How to implement the "special pool" ?

[He Chuan]

Hi 

    KEDR can not check kernel space memory overflow and some other potential problems, so I want to delevop it using the "special pool" tech, which is mentioned in a paper --<Runtime Verification of Linux Kernel Modules Based on Call Interception>.

    If I use the "special pool", the first I think I should allocate a big enough memory in kernel as the special pool.

    Then, create a payload to instrument the functions to replace the interesting functions(alloc functions and free functions).  When the module is allocating memory, I will do something before retrun the address in my special pool. But I don't know how to split the pool. Do I need to develop a tiny memory management like the kernel using the page or slab/slub structs ?

    I confuse it .

Thanks

He Chuan

[Eugene Shatokhin]

Hi,

Well, the term "special pool" I used then was misleading. Actually, I meant two techniques under that name.

1.

If a module allocates a memory page or a range of pages, allocate 2 more pages, one right before the beginning of the requested memory area and one right after it. Then mark these pages non-existent (not accessible). Should the module trigger an overflow / underflow and try to read the data outside of the allocated memory area, an exception (page fault) will occur.

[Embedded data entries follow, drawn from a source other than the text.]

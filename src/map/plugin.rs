// Copyright 2025 Chris Custine
//
// Licensed under the Apache License, Version 2.0 (the "License");
// you may not use this file except in compliance with the License.
// You may obtain a copy of the License at
//
//     http://www.apache.org/licenses/LICENSE-2.0
//
// Unless required by applicable law or agreed to in writing, software
// distributed under the License is distributed on an "AS IS" BASIS,
// WITHOUT WARRANTIES OR CONDITIONS OF ANY KIND, either express or implied.
// See the License for the specific language governing permissions and
// limitations under the License.

//! Walkers plugin drawing the overlay groups of a [`RenderedMap`].

use std::sync::{Arc, Mutex};

use eframe::egui;
use geohash_client::{Bounds, GroupId, LatLng, PrimitiveStyle, RenderPrimitive, Rgb};
use walkers::{MapMemory, Plugin, Projector};

use super::RenderedMap;

/// Meters per degree of latitude.
const METERS_PER_DEGREE: f64 = 111_320.0;

/// Screen radius of a marker dot.
const MARKER_RADIUS: f32 = 7.0;

/// Clicks farther than this from any marker are ignored.
const CLICK_TOLERANCE: f32 = 14.0;

/// What the plugin observed while drawing, read back by the app.
#[derive(Debug, Default)]
pub struct MapFeedback {
    /// Marker clicked this frame.
    pub clicked: Option<(GroupId, usize)>,
    /// Visible bounds this frame.
    pub bounds: Option<Bounds>,
}

/// Draws a snapshot of the map's groups and reports clicks and bounds.
pub struct OverlayPlugin {
    groups: Vec<(GroupId, Vec<RenderPrimitive>)>,
    popup: Option<(LatLng, String)>,
    feedback: Arc<Mutex<MapFeedback>>,
}

impl std::fmt::Debug for OverlayPlugin {
    fn fmt(&self, f: &mut std::fmt::Formatter<'_>) -> std::fmt::Result {
        f.debug_struct("OverlayPlugin")
            .field("groups", &self.groups.len())
            .field("popup", &self.popup)
            .finish_non_exhaustive()
    }
}

impl OverlayPlugin {
    #[must_use]
    pub fn new(map: &RenderedMap, feedback: Arc<Mutex<MapFeedback>>) -> Self {
        Self {
            groups: map
                .groups()
                .map(|(id, primitives)| (id, primitives.to_vec()))
                .collect(),
            popup: map
                .open_popup_text()
                .map(|(position, text)| (position, text.to_owned())),
            feedback,
        }
    }
}

fn color(rgb: Rgb, alpha: f32) -> egui::Color32 {
    #[allow(
        clippy::cast_possible_truncation,
        clippy::cast_sign_loss,
        reason = "alpha is clamped to 0..=1 before scaling"
    )]
    let a = (alpha.clamp(0.0, 1.0) * 255.0).round() as u8;
    egui::Color32::from_rgba_unmultiplied(rgb.0, rgb.1, rgb.2, a)
}

fn stroke(style: &PrimitiveStyle) -> egui::Stroke {
    egui::Stroke::new(style.weight, color(style.color, 1.0))
}

fn fill(style: &PrimitiveStyle) -> egui::Color32 {
    style
        .fill_opacity
        .map_or(egui::Color32::TRANSPARENT, |opacity| color(style.color, opacity))
}

fn screen(projector: &Projector, point: LatLng) -> egui::Pos2 {
    projector.project(walkers::lat_lon(point.lat, point.lng)).to_pos2()
}

impl Plugin for OverlayPlugin {
    fn run(
        self: Box<Self>,
        ui: &mut egui::Ui,
        response: &egui::Response,
        projector: &Projector,
        _memory: &MapMemory,
    ) {
        let rect = response.rect;
        let painter = ui.painter().with_clip_rect(rect);

        for (_, primitives) in &self.groups {
            for primitive in primitives {
                match primitive {
                    RenderPrimitive::Rectangle {
                        south_west,
                        north_east,
                        style,
                    } => {
                        let shape = egui::Rect::from_two_pos(
                            screen(projector, *south_west),
                            screen(projector, *north_east),
                        );
                        painter.rect_filled(shape, 0.0, fill(style));
                        painter.rect_stroke(shape, 0.0, stroke(style), egui::StrokeKind::Middle);
                    }
                    RenderPrimitive::Circle {
                        center,
                        radius_m,
                        style,
                    } => {
                        let centre = screen(projector, *center);
                        let edge = screen(
                            projector,
                            LatLng::new(center.lat + radius_m / METERS_PER_DEGREE, center.lng),
                        );
                        painter.circle(centre, centre.distance(edge), fill(style), stroke(style));
                    }
                    RenderPrimitive::Polyline { points, style } => {
                        let points = points.iter().map(|p| screen(projector, *p)).collect();
                        painter.line(points, stroke(style));
                    }
                    RenderPrimitive::Marker { .. } => {}
                }
            }
        }

        let click = if response.clicked() {
            response.interact_pointer_pos()
        } else {
            None
        };
        let mut closest: Option<(f32, GroupId, usize)> = None;

        for (group, primitives) in &self.groups {
            for (index, primitive) in primitives.iter().enumerate() {
                let RenderPrimitive::Marker {
                    position, style, ..
                } = primitive
                else {
                    continue;
                };

                let pos = screen(projector, *position);
                painter.circle(pos, MARKER_RADIUS, fill(style), egui::Stroke::new(1.5, egui::Color32::WHITE));

                if let Some(click) = click.filter(|_| style.interactive) {
                    let distance = pos.distance(click);
                    if distance < CLICK_TOLERANCE && closest.is_none_or(|(best, _, _)| distance < best) {
                        closest = Some((distance, *group, index));
                    }
                }
            }
        }

        if let Some((position, text)) = &self.popup {
            let anchor = screen(projector, *position);
            let galley = painter.layout_no_wrap(
                text.clone(),
                egui::FontId::proportional(12.0),
                egui::Color32::BLACK,
            );
            let size = galley.size() + egui::vec2(12.0, 8.0);
            let frame = egui::Rect::from_min_size(
                anchor - egui::vec2(size.x / 2.0, size.y + MARKER_RADIUS + 4.0),
                size,
            );
            painter.rect_filled(frame, 4.0, egui::Color32::WHITE);
            painter.rect_stroke(frame, 4.0, egui::Stroke::new(1.0, egui::Color32::GRAY), egui::StrokeKind::Inside);
            painter.galley(frame.min + egui::vec2(6.0, 4.0), galley, egui::Color32::BLACK);
        }

        let top_left = projector.unproject(rect.min.to_vec2());
        let bottom_right = projector.unproject(rect.max.to_vec2());
        let bounds = Bounds {
            south_west: LatLng::new(bottom_right.y(), top_left.x()),
            north_east: LatLng::new(top_left.y(), bottom_right.x()),
        };

        if let Ok(mut feedback) = self.feedback.lock() {
            feedback.bounds = Some(bounds);
            if let Some((_, group, index)) = closest {
                feedback.clicked = Some((group, index));
            }
        }
    }
}
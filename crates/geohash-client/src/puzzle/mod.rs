// Copyright 2025 Chris Custine
//
// Licensed under the Apache License, Version 2.0 (the "License");
// you may not use this file except in compliance with the License.
// You may obtain a copy of the License at
//
//     http://www.apache.org/licenses/LICENSE-2.0
//
// Unless required by applicable law or agreed to in writing, software
// distributed under the License is distributed on an "AS IS" BASIS,
// WITHOUT WARRANTIES OR CONDITIONS OF ANY KIND, either express or implied.
// See the License for the specific language governing permissions and
// limitations under the License.

//! Puzzle results and the backend abstraction that produces them.
//!
//! The daily puzzle yields a fractional offset that is valid in every
//! graticule. Results are fetched per (cell, date) through a [`Backend`];
//! [`PuzzleFetcher`] decides when a new fetch is due and tags each request
//! with a sequence number so late completions can be recognised.

use std::future::Future;

use chrono::NaiveDate;
use log::{debug, warn};
use thiserror::Error;

use crate::graticule::{GraticuleCell, LatLng};

/// Errors returned by a [`Backend`].
#[derive(Debug, Clone, Error, PartialEq, Eq)]
pub enum BackendError {
    #[error("network error: {0}")]
    Network(String),

    #[error("not found: {0}")]
    NotFound(String),

    #[error("invalid response: {0}")]
    Decode(String),
}

/// The puzzle for one graticule on one date.
#[derive(Debug, Clone, PartialEq)]
pub struct PuzzleResult {
    /// Fractional latitude offset in `[0, 1)`.
    pub fractional_lat: f64,
    /// Fractional longitude offset in `[0, 1)`.
    pub fractional_lng: f64,
    /// Opaque seed value (the DJIA opening, e.g. "12345.67").
    pub auxiliary_value: String,
    /// Calendar date the puzzle is valid for.
    pub date: NaiveDate,
}

impl PuzzleResult {
    /// Build a result from an absolute location, keeping only its fractional part.
    #[must_use]
    pub fn from_location(location: LatLng, auxiliary_value: String, date: NaiveDate) -> Self {
        Self {
            fractional_lat: location.lat - location.lat.floor(),
            fractional_lng: location.lng - location.lng.floor(),
            auxiliary_value,
            date,
        }
    }
}

/// One day of the puzzle forecast.
#[derive(Debug, Clone, PartialEq)]
pub struct ForecastEntry {
    pub date: NaiveDate,
    pub lat_fraction: f64,
    pub lon_fraction: f64,
}

/// The single worldwide puzzle point for a date.
#[derive(Debug, Clone, PartialEq)]
pub struct GlobalPuzzle {
    pub location: LatLng,
    pub date: Option<NaiveDate>,
}

/// Source of puzzle data.
///
/// Implementations must return `Send` futures so requests can run on a
/// background runtime.
pub trait Backend {
    /// Fetch the puzzle for a graticule on a date.
    fn get_puzzle(
        &self,
        cell: GraticuleCell,
        date: NaiveDate,
    ) -> impl Future<Output = Result<PuzzleResult, BackendError>> + Send;

    /// Fetch the upcoming puzzle forecast.
    fn get_forecast(&self) -> impl Future<Output = Result<Vec<ForecastEntry>, BackendError>> + Send;

    /// Fetch the worldwide puzzle.
    fn get_global_puzzle(&self) -> impl Future<Output = Result<GlobalPuzzle, BackendError>> + Send;
}

/// A puzzle fetch that should be issued.
#[derive(Debug, Clone, Copy, PartialEq, Eq)]
pub struct PuzzleRequest {
    /// Sequence number, increasing with every issued request.
    pub id: u64,
    pub cell: GraticuleCell,
    pub date: NaiveDate,
}

/// Fetch a puzzle through the backend.
pub async fn fetch<B: Backend>(
    backend: &B,
    cell: GraticuleCell,
    date: NaiveDate,
) -> Result<PuzzleResult, BackendError> {
    let result = backend.get_puzzle(cell, date).await?;
    if result.date != date {
        warn!(
            "Puzzle for {} requested for {} but backend answered for {}",
            cell, date, result.date
        );
    }
    Ok(result)
}

/// Tracks which (cell, date) pair was last requested.
#[derive(Debug, Default)]
pub struct PuzzleFetcher {
    last_key: Option<(GraticuleCell, NaiveDate)>,
    next_id: u64,
}

impl PuzzleFetcher {
    #[must_use]
    pub fn new() -> Self {
        Self::default()
    }

    /// Return a request if `(cell, date)` differs from the previous request.
    pub fn request(&mut self, cell: GraticuleCell, date: NaiveDate) -> Option<PuzzleRequest> {
        if self.last_key == Some((cell, date)) {
            debug!("Puzzle for {} on {} already requested", cell, date);
            return None;
        }

        self.last_key = Some((cell, date));
        self.next_id += 1;

        Some(PuzzleRequest {
            id: self.next_id,
            cell,
            date,
        })
    }

    /// Whether `id` belongs to the most recently issued request.
    #[must_use]
    pub fn is_latest(&self, id: u64) -> bool {
        id == self.next_id
    }

    /// Forget the last request so the next call to [`request`](Self::request)
    /// always issues one.
    pub fn reset(&mut self) {
        self.last_key = None;
    }
}

#[cfg(test)]
mod tests {
    use super::*;
    use crate::testing::MockBackend;

    fn day(d: u32) -> NaiveDate {
        NaiveDate::from_ymd_opt(2025, 6, d).unwrap()
    }

    #[test]
    fn test_from_location_keeps_fraction() {
        let result = PuzzleResult::from_location(
            LatLng::new(50.25, -20.75),
            "12345.67".to_string(),
            day(1),
        );
        assert!((result.fractional_lat - 0.25).abs() < 1e-12);
        assert!((result.fractional_lng - 0.25).abs() < 1e-12);
    }

    #[test]
    fn test_request_once_per_transition() {
        let mut fetcher = PuzzleFetcher::new();
        let cell = GraticuleCell::new(49, 11);

        let first = fetcher.request(cell, day(1)).unwrap();
        assert_eq!(first.id, 1);
        assert!(fetcher.request(cell, day(1)).is_none());

        let second = fetcher.request(cell, day(2)).unwrap();
        assert_eq!(second.id, 2);
        assert!(!fetcher.is_latest(first.id));
        assert!(fetcher.is_latest(second.id));

        let third = fetcher.request(GraticuleCell::new(50, 20), day(2)).unwrap();
        assert_eq!(third.id, 3);
    }

    #[test]
    fn test_reset_reissues() {
        let mut fetcher = PuzzleFetcher::new();
        let cell = GraticuleCell::new(49, 11);
        assert!(fetcher.request(cell, day(1)).is_some());
        fetcher.reset();
        assert!(fetcher.request(cell, day(1)).is_some());
    }

    #[tokio::test]
    async fn test_fetch_delegates_to_backend() {
        let backend = MockBackend::default().with_puzzle(PuzzleResult {
            fractional_lat: 0.5,
            fractional_lng: 0.3,
            auxiliary_value: "34000.00".to_string(),
            date: day(1),
        });

        let result = fetch(&backend, GraticuleCell::new(50, 20), day(1))
            .await
            .unwrap();
        assert_eq!(result.auxiliary_value, "34000.00");
        assert_eq!(backend.puzzle_calls(), vec![(GraticuleCell::new(50, 20), day(1))]);
    }

    #[tokio::test]
    async fn test_fetch_not_found() {
        let backend = MockBackend::default();
        let err = fetch(&backend, GraticuleCell::new(0, 0), day(1))
            .await
            .unwrap_err();
        assert!(matches!(err, BackendError::NotFound(_)));
    }
}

I learned later that vmalloc() does exactly that already, so it is not needed to implement that with KEDR.

No need to create the pools of memory pages, etc.

2. 

A weaker technique that however can be applied to smaller memory allocations is as follows. Again, we need to intercept memory allocation/deallocation operations made by a module. Each time a memory block is requested, allocate one larger by, say, 2-20 bytes. The requested memory should be in the middle of the allocated block like in (1). The additional bytes before and after it should be filled with some predefined values. If the target module overwrites these values, it could be detected when the memory is freed.

This way, reads outside of the allocated buffer cannot be caught but some writes can. IIRC, the in-kernel SLAB debugging facilities may do something like this already.

The problem with implementing (1) and (2) with KEDR, as I see it now, is that the tool needs to track all allocations and deallocations. Even if the memory is actually deallocated by another kernel module of the kernel proper, which KEDR cannot always do. Otherwise some code will call kfree/vfree on a pointer inside of a memory block rather than to the beginning of one => kernel oops.

So, now I suppose, it is very hard to do that kind of analysis with KEDR unlike leak detection and fault simulation, which are fine.

Good news is, there is probably another project that may suit your needs better: AddressSanitizer for the kernel:

http://code.google.com/p/address-sanitizer/wiki/AddressSanitizerForKernel

I would suggest taking a look at it, if you haven't done so already.

Hope this helps.

Regards,

Eugene

2014/1/17 He Chuan <tinys...@163.com>

--
You received this message because you are subscribed to the Google Groups "kedr-discuss" group.
To unsubscribe from this group and stop receiving emails from it, send an email to kedr-discuss...@googlegroups.com.
For more options, visit https://groups.google.com/groups/opt_out.

[He Chuan]

Hello,

   Thanks for reply. Actually, the two points you mentioned have been considered already.

   To (1), I don't know how to catch the exception from page-fault if not change the function do_page_fault(), that will be called by the system. But now I know vmalloc() has done it, so I can leave it.

    To (2), I have made one, and tryed it useing a simple module written by myself. It works, but I know the problems, when other functions free the point(middle in the memory), it maybe cause crash.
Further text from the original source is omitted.